On January 27, the House Foreign Affairs Subcommittee on Terrorism, Nonproliferation, and Trade held a hearing on “The Evolution of Terrorist Propaganda: The Paris Attack and Social Media.” The purpose was to explore the question of whether U.S. companies like Twitter, YouTube, and Facbook are doing enough to stop or limit social media use by terrorists.
Subcommittee Chair Ted Poe (TX-R) said that groups like ISIS (the Islamic State of Iraq and Syria) “have hosted press conferences, raised money on Twitter, and other social media,” likening such practices to “letting our enemies take out an ad in the New York Times during World War II.”
“There needs to be an effort to work cooperatively with these private American companies to try to develop an industry standard on how you deal with these things,” said Representative Joaquin Castro (TX-D). “Drawing a line can be very tough … but we should look for best practices.”

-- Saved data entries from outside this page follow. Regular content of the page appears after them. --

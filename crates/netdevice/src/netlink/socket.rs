//! Async netlink socket: bind, send to the kernel, receive whole datagrams.

use std::os::unix::io::{AsRawFd, RawFd};
use std::sync::atomic::{AtomicU32, Ordering};
use std::task::{Context, Poll};

use bytes::BytesMut;
use netlink_sys::{Socket, SocketAddr, protocols};
use tokio::io::Interest;
use tokio::io::unix::AsyncFd;

use super::error::{Error, Result};

/// Netlink protocol families.
#[derive(Debug, Clone, Copy, PartialEq, Eq)]
pub enum Protocol {
    /// Routing/device hook (ip link, ip addr, ...)
    Route,
    /// Any other netlink protocol number.
    Other(isize),
}

impl Protocol {
    fn as_isize(self) -> isize {
        match self {
            Protocol::Route => protocols::NETLINK_ROUTE,
            Protocol::Other(id) => id,
        }
    }
}

/// Per-socket request sequence counter.
///
/// Starts at 0 and wraps on overflow.
#[derive(Debug, Default)]
pub struct Sequence(AtomicU32);

impl Sequence {
    /// Counter whose next value is `start`.
    pub fn starting_at(start: u32) -> Self {
        Self(AtomicU32::new(start))
    }

    /// Take the next sequence number.
    pub fn next(&self) -> u32 {
        self.0.fetch_add(1, Ordering::Relaxed)
    }
}

/// One datagram read from a netlink socket.
#[derive(Debug, Clone)]
pub struct Datagram {
    data: Vec<u8>,
    len: usize,
}

impl Datagram {
    /// Wrap received bytes; `len` is the size the kernel reported, which
    /// exceeds `data.len()` when the datagram did not fit the buffer.
    pub fn new(data: Vec<u8>, len: usize) -> Self {
        Self { data, len }
    }

    /// The bytes that fit into the receive buffer.
    pub fn data(&self) -> &[u8] {
        &self.data
    }

    /// Full datagram length as reported by the kernel.
    pub fn len(&self) -> usize {
        self.len
    }

    /// Check if the datagram carried no bytes at all.
    pub fn is_empty(&self) -> bool {
        self.len == 0
    }

    /// Check if part of the datagram was dropped.
    pub fn is_truncated(&self) -> bool {
        self.len > self.data.len()
    }

    /// Take the received bytes, failing if the datagram was truncated.
    pub fn into_complete(self) -> Result<Vec<u8>> {
        if self.is_truncated() {
            return Err(Error::Truncated {
                expected: self.len,
                actual: self.data.len(),
            });
        }
        Ok(self.data)
    }
}

/// Non-blocking netlink socket registered with the tokio reactor.
pub struct NetlinkSocket {
    fd: AsyncFd<Socket>,
    seq: Sequence,
    /// Port id the kernel assigned at bind.
    pid: u32,
    groups: u32,
    protocol: Protocol,
}

impl NetlinkSocket {
    /// Create a new netlink socket for the given protocol.
    pub fn new(protocol: Protocol) -> Result<Self> {
        Self::with_groups(protocol, 0)
    }

    /// Create a socket bound to a multicast group mask (`RTMGRP_*` bits).
    ///
    /// Creation and bind errors are returned here; a socket that exists is
    /// always usable.
    pub fn with_groups(protocol: Protocol, groups: u32) -> Result<Self> {
        let mut socket = Socket::new(protocol.as_isize())?;
        socket.set_non_blocking(true)?;

        let mut addr = SocketAddr::new(0, groups);
        socket.bind(&addr)?;
        socket.get_address(&mut addr)?;
        let pid = addr.port_number();

        let fd = AsyncFd::new(socket)?;
        tracing::debug!(?protocol, pid, groups, "netlink socket bound");

        Ok(Self {
            fd,
            seq: Sequence::default(),
            pid,
            groups,
            protocol,
        })
    }

    /// Get the next sequence number.
    pub fn next_seq(&self) -> u32 {
        self.seq.next()
    }

    pub(crate) fn sequence(&self) -> &Sequence {
        &self.seq
    }

    /// Get the local port ID.
    pub fn pid(&self) -> u32 {
        self.pid
    }

    /// Get the multicast group mask.
    pub fn groups(&self) -> u32 {
        self.groups
    }

    /// Get the protocol.
    pub fn protocol(&self) -> Protocol {
        self.protocol
    }

    /// Send a message to the kernel in a single datagram.
    pub async fn send(&self, msg: &[u8]) -> Result<()> {
        let kernel = SocketAddr::new(0, 0);
        loop {
            let mut guard = self.fd.ready(Interest::WRITABLE).await?;

            match guard.try_io(|inner| inner.get_ref().send_to(msg, &kernel, 0)) {
                Ok(result) => {
                    let sent = result?;
                    if sent != msg.len() {
                        return Err(Error::Io(std::io::Error::new(
                            std::io::ErrorKind::WriteZero,
                            format!("short netlink send: {} of {} bytes", sent, msg.len()),
                        )));
                    }
                    return Ok(());
                }
                Err(_would_block) => continue,
            }
        }
    }

    /// Receive one datagram into a buffer of `capacity` bytes.
    ///
    /// The read uses `MSG_TRUNC`, so an oversized datagram is reported
    /// through [`Datagram::is_truncated`] instead of being cut silently.
    pub async fn recv_datagram(&self, capacity: usize) -> Result<Datagram> {
        let mut buf = BytesMut::with_capacity(capacity);

        loop {
            let mut guard = self.fd.ready(Interest::READABLE).await?;

            match guard.try_io(|inner| inner.get_ref().recv(&mut buf, libc::MSG_TRUNC)) {
                Ok(result) => {
                    let len = result?;
                    return Ok(Datagram::new(buf.to_vec(), len));
                }
                Err(_would_block) => continue,
            }
        }
    }

    /// Poll form of [`recv_datagram`](Self::recv_datagram), for `Stream` impls.
    pub fn poll_recv(&self, cx: &mut Context<'_>, capacity: usize) -> Poll<Result<Datagram>> {
        let mut buf = BytesMut::with_capacity(capacity);

        loop {
            let mut guard = match self.fd.poll_read_ready(cx) {
                Poll::Ready(Ok(guard)) => guard,
                Poll::Ready(Err(e)) => return Poll::Ready(Err(e.into())),
                Poll::Pending => return Poll::Pending,
            };

            match guard.try_io(|inner| inner.get_ref().recv(&mut buf, libc::MSG_TRUNC)) {
                Ok(result) => match result {
                    Ok(len) => return Poll::Ready(Ok(Datagram::new(buf.to_vec(), len))),
                    Err(e) => return Poll::Ready(Err(e.into())),
                },
                Err(_would_block) => continue,
            }
        }
    }
}

impl AsRawFd for NetlinkSocket {
    fn as_raw_fd(&self) -> RawFd {
        self.fd.get_ref().as_raw_fd()
    }
}

/// Multicast groups for NETLINK_ROUTE.
///
/// `RTNLGRP_*` are group numbers (as used with `NETLINK_ADD_MEMBERSHIP`);
/// `RTMGRP_*` are the legacy bind-time bitmask values.
pub mod rtnetlink_groups {
    pub const RTNLGRP_LINK: u32 = 1;
    pub const RTNLGRP_IPV4_IFADDR: u32 = 5;
    pub const RTNLGRP_IPV6_IFADDR: u32 = 9;

    pub const RTMGRP_LINK: u32 = group_mask(RTNLGRP_LINK);
    pub const RTMGRP_IPV4_IFADDR: u32 = group_mask(RTNLGRP_IPV4_IFADDR);
    pub const RTMGRP_IPV6_IFADDR: u32 = group_mask(RTNLGRP_IPV6_IFADDR);

    /// Bind-time mask bit for a group number (0 for groups past 32).
    pub const fn group_mask(group: u32) -> u32 {
        if group == 0 || group > 32 {
            0
        } else {
            1 << (group - 1)
        }
    }
}

#[cfg(test)]
mod tests {
    use super::rtnetlink_groups::*;
    use super::*;

    #[test]
    fn test_sequence_is_gapless() {
        let seq = Sequence::default();
        let first = seq.next();
        let second = seq.next();
        assert_eq!(first, 0);
        assert_eq!(second, first + 1);
    }

    #[test]
    fn test_sequence_wraps() {
        let seq = Sequence::starting_at(u32::MAX);
        assert_eq!(seq.next(), u32::MAX);
        assert_eq!(seq.next(), 0);
    }

    #[test]
    fn test_group_masks() {
        assert_eq!(RTMGRP_LINK, 0x1);
        assert_eq!(RTMGRP_IPV4_IFADDR, 0x10);
        assert_eq!(RTMGRP_IPV6_IFADDR, 0x100);
        assert_eq!(group_mask(0), 0);
        assert_eq!(group_mask(33), 0);
    }

    #[test]
    fn test_datagram_truncation() {
        let full = Datagram::new(vec![1, 2, 3], 3);
        assert!(!full.is_truncated());
        assert_eq!(full.into_complete().unwrap(), vec![1, 2, 3]);

        let cut = Datagram::new(vec![1, 2], 9000);
        assert!(cut.is_truncated());
        assert!(matches!(
            cut.into_complete(),
            Err(Error::Truncated {
                expected: 9000,
                actual: 2
            })
        ));
    }
}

Mark Wallace, CEO of the Counter Extremism Project, cited a Wilson Center study finding that 90 percent of terrorist groups’ online activities occur on social network sites.
The problem, said Evan Kohlmann, a counterterrorism expert and chief innovation officer of Flashpoint Partners, “is that companies lack the incentive to remove terrorist propaganda and are leery of government surveillance.”

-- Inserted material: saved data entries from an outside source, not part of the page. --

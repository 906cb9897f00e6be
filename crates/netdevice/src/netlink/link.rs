//! Link creation, deletion and state changes.
//!
//! ```ignore
//! use netdevice::netlink::{Connection, Protocol};
//!
//! let conn = Connection::new(Protocol::Route)?;
//! conn.add_link("vcan0", "vcan").await?;
//! conn.set_link_state("vcan0", true).await?;
//! conn.add_vlan("eth0", 100).await?;
//! conn.del_link("vcan0").await?;
//! ```

use super::builder::MessageBuilder;
use super::connection::Connection;
use super::error::{Error, Result};
use super::message::NlMsgType;
use super::types::link::{IfInfoMsg, iff, ifla, info, vlan};
use crate::util::ifname;

/// Highest usable 802.1Q VLAN ID.
pub const VLAN_ID_MAX: u16 = 4094;

impl Connection {
    /// Create a link of the given kind (e.g. "vcan", "dummy").
    pub async fn add_link(&self, name: &str, kind: &str) -> Result<()> {
        ifname::validate(name)?;
        let builder = self.create_request::<IfInfoMsg>(NlMsgType::RTM_NEWLINK);
        let builder = link_info(builder, name, kind, None)?;
        tracing::debug!(name, kind, "adding link");
        self.request_ack(builder)
            .await
            .map_err(|e| e.with_context(format!("add link {}", name)))
    }

    /// Create a VLAN `parent.id` on top of `parent`.
    ///
    /// Returns the name of the new interface.
    pub async fn add_vlan(&self, parent: &str, id: u16) -> Result<String> {
        if id == 0 || id > VLAN_ID_MAX {
            return Err(Error::InvalidAttribute(format!(
                "VLAN ID {} out of range (1-{})",
                id, VLAN_ID_MAX
            )));
        }
        let name = format!("{}.{}", parent, id);
        ifname::validate(&name)?;
        let parent_index = ifname::require_index(parent)?;

        let builder = self.create_request::<IfInfoMsg>(NlMsgType::RTM_NEWLINK);
        let builder = link_info(builder, &name, "vlan", Some((parent_index, id)))?;
        tracing::debug!(name = %name, parent, id, "adding VLAN");
        self.request_ack(builder)
            .await
            .map_err(|e| e.with_context(format!("add vlan {}", name)))?;
        Ok(name)
    }

    /// Delete a link.
    pub async fn del_link(&self, name: &str) -> Result<()> {
        let index = ifname::require_index(name)?;
        let mut builder = self.request::<IfInfoMsg>(NlMsgType::RTM_DELLINK, 0);
        *builder.payload_mut() = IfInfoMsg::new().with_index(index as i32);
        tracing::debug!(name, index, "deleting link");
        self.request_ack(builder)
            .await
            .map_err(|e| e.with_context(format!("delete link {}", name)))
    }

    /// Set the administrative state of a link.
    pub async fn set_link_state(&self, name: &str, up: bool) -> Result<()> {
        let index = ifname::require_index(name)?;
        let mut builder = self.request::<IfInfoMsg>(NlMsgType::RTM_NEWLINK, 0);
        set_state(builder.payload_mut(), index, up);
        tracing::debug!(name, up, "setting link state");
        self.request_ack(builder)
            .await
            .map_err(|e| e.with_context(format!("set link {} {}", name, if up { "up" } else { "down" })))
    }
}

fn set_state(msg: &mut IfInfoMsg, index: u32, up: bool) {
    *msg = IfInfoMsg::new().with_index(index as i32);
    msg.ifi_flags = if up { iff::UP } else { 0 };
    msg.ifi_change = iff::UP;
}

/// Fill IFLA_IFNAME and IFLA_LINKINFO, plus the VLAN parent and ID.
fn link_info(
    mut builder: MessageBuilder<IfInfoMsg>,
    name: &str,
    kind: &str,
    vlan: Option<(u32, u16)>,
) -> Result<MessageBuilder<IfInfoMsg>> {
    builder.append_attr_str(ifla::IFLA_IFNAME, name);
    if let Some((parent_index, _)) = vlan {
        builder.append_attr_u32(ifla::IFLA_LINK, parent_index);
    }

    let linkinfo = builder.nest_start(ifla::IFLA_LINKINFO);
    builder.append_attr_str(info::IFLA_INFO_KIND, kind);
    if let Some((_, id)) = vlan {
        let data = builder.nest_start(info::IFLA_INFO_DATA);
        builder.append_attr_u16(vlan::IFLA_VLAN_ID, id);
        builder.nest_end(data)?;
    }
    builder.nest_end(linkinfo)?;

    Ok(builder)
}
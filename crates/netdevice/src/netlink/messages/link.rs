//! Strongly-typed link message.

use crate::netlink::parse::{
    FromNetlink, PResult, cut, parse_attrs, parse_bytes, parse_string_from_bytes,
};
use crate::netlink::types::link::{IfInfoMsg, ifla, info};

/// Link message (RTM_NEWLINK / RTM_DELLINK payload).
#[derive(Debug, Clone, Default, PartialEq, Eq)]
pub struct LinkMessage {
    /// Fixed-size header.
    pub(crate) header: IfInfoMsg,
    /// Interface name (IFLA_IFNAME).
    pub(crate) name: Option<String>,
    /// MTU (IFLA_MTU).
    pub(crate) mtu: Option<u32>,
    /// Link kind from IFLA_LINKINFO/IFLA_INFO_KIND (e.g. "vlan", "vcan").
    pub(crate) kind: Option<String>,
}

impl LinkMessage {
    /// Get the fixed header.
    pub fn header(&self) -> &IfInfoMsg {
        &self.header
    }

    /// Get the interface index.
    pub fn ifindex(&self) -> u32 {
        self.header.ifi_index as u32
    }

    /// Get the interface name.
    pub fn name(&self) -> Option<&str> {
        self.name.as_deref()
    }

    /// Get the MTU.
    pub fn mtu(&self) -> Option<u32> {
        self.mtu
    }

    /// Get the link kind.
    pub fn kind(&self) -> Option<&str> {
        self.kind.as_deref()
    }

    /// Check the administrative up flag (IFF_UP).
    pub fn is_up(&self) -> bool {
        self.header.is_up()
    }

    /// Get the raw IFF_* flags.
    pub fn flags(&self) -> u32 {
        self.header.ifi_flags
    }
}

impl FromNetlink for LinkMessage {
    fn parse(input: &mut &[u8]) -> PResult<Self> {
        let header_bytes = parse_bytes(input, IfInfoMsg::SIZE)?;
        let header = match IfInfoMsg::from_bytes(header_bytes) {
            Ok(header) => header,
            Err(_) => return cut(),
        };

        let mut msg = LinkMessage {
            header,
            ..Default::default()
        };

        for (attr_type, data) in parse_attrs(input)? {
            match attr_type {
                ifla::IFLA_IFNAME => msg.name = Some(parse_string_from_bytes(data)),
                ifla::IFLA_MTU if data.len() >= 4 => {
                    msg.mtu = Some(u32::from_ne_bytes([data[0], data[1], data[2], data[3]]));
                }
                ifla::IFLA_LINKINFO => {
                    let mut nested = data;
                    for (info_type, info_data) in parse_attrs(&mut nested)? {
                        if info_type == info::IFLA_INFO_KIND {
                            msg.kind = Some(parse_string_from_bytes(info_data));
                        }
                    }
                }
                _ => {}
            }
        }

        Ok(msg)
    }
}

#[cfg(test)]
mod tests {
    use super::*;
    use crate::netlink::builder::MessageBuilder;
    use crate::netlink::message::{NLMSG_HDRLEN, NlMsgType};
    use crate::netlink::types::link::iff;

    #[test]
    fn test_parse_new_link() {
        let mut builder =
            MessageBuilder::<IfInfoMsg>::with_capacity(NlMsgType::RTM_NEWLINK, 0, 256);
        builder.payload_mut().ifi_index = 5;
        builder.payload_mut().ifi_flags = iff::UP | iff::RUNNING;
        builder.append_attr_str(ifla::IFLA_IFNAME, "can0");
        builder.append_attr_u32(ifla::IFLA_MTU, 16);
        let nest = builder.nest_start(ifla::IFLA_LINKINFO);
        builder.append_attr_str(info::IFLA_INFO_KIND, "vcan");
        builder.nest_end(nest).unwrap();
        let msg = builder.finish().unwrap();

        let link = LinkMessage::from_bytes(&msg[NLMSG_HDRLEN..]).unwrap();
        assert_eq!(link.ifindex(), 5);
        assert_eq!(link.name(), Some("can0"));
        assert_eq!(link.mtu(), Some(16));
        assert_eq!(link.kind(), Some("vcan"));
        assert!(link.is_up());
    }

    #[test]
    fn test_parse_without_name() {
        let header = IfInfoMsg::new().with_index(2);
        let link = LinkMessage::from_bytes(zerocopy::IntoBytes::as_bytes(&header)).unwrap();
        assert_eq!(link.name(), None);
        assert!(!link.is_up());
    }

    #[test]
    fn test_short_header_fails() {
        assert!(LinkMessage::from_bytes(&[0; 8]).is_err());
    }
}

Representative Bill Keating (MA-D) said, “There is no doubt that social networking, the Internet, and propaganda have become the premier recruitment and radicalization tools for terrorist gangs,” but noted that the cyberspace is also where democratic societies exercise their freedoms.
Rebecca MacKinnon, cofounder of Global Voices Online, framed the challenge as “how to fight terrorism and violent extremism in the Internet age while not undermining the core principles and freedoms of democratic and open societies.”
Representative Poe and several of his House colleagues recently sent a letter to Twitter CEO Dick Costolo urging him to increase efforts to prevent terrorist organizations from using American social media for fundraising, propaganda, and recruitment purposes.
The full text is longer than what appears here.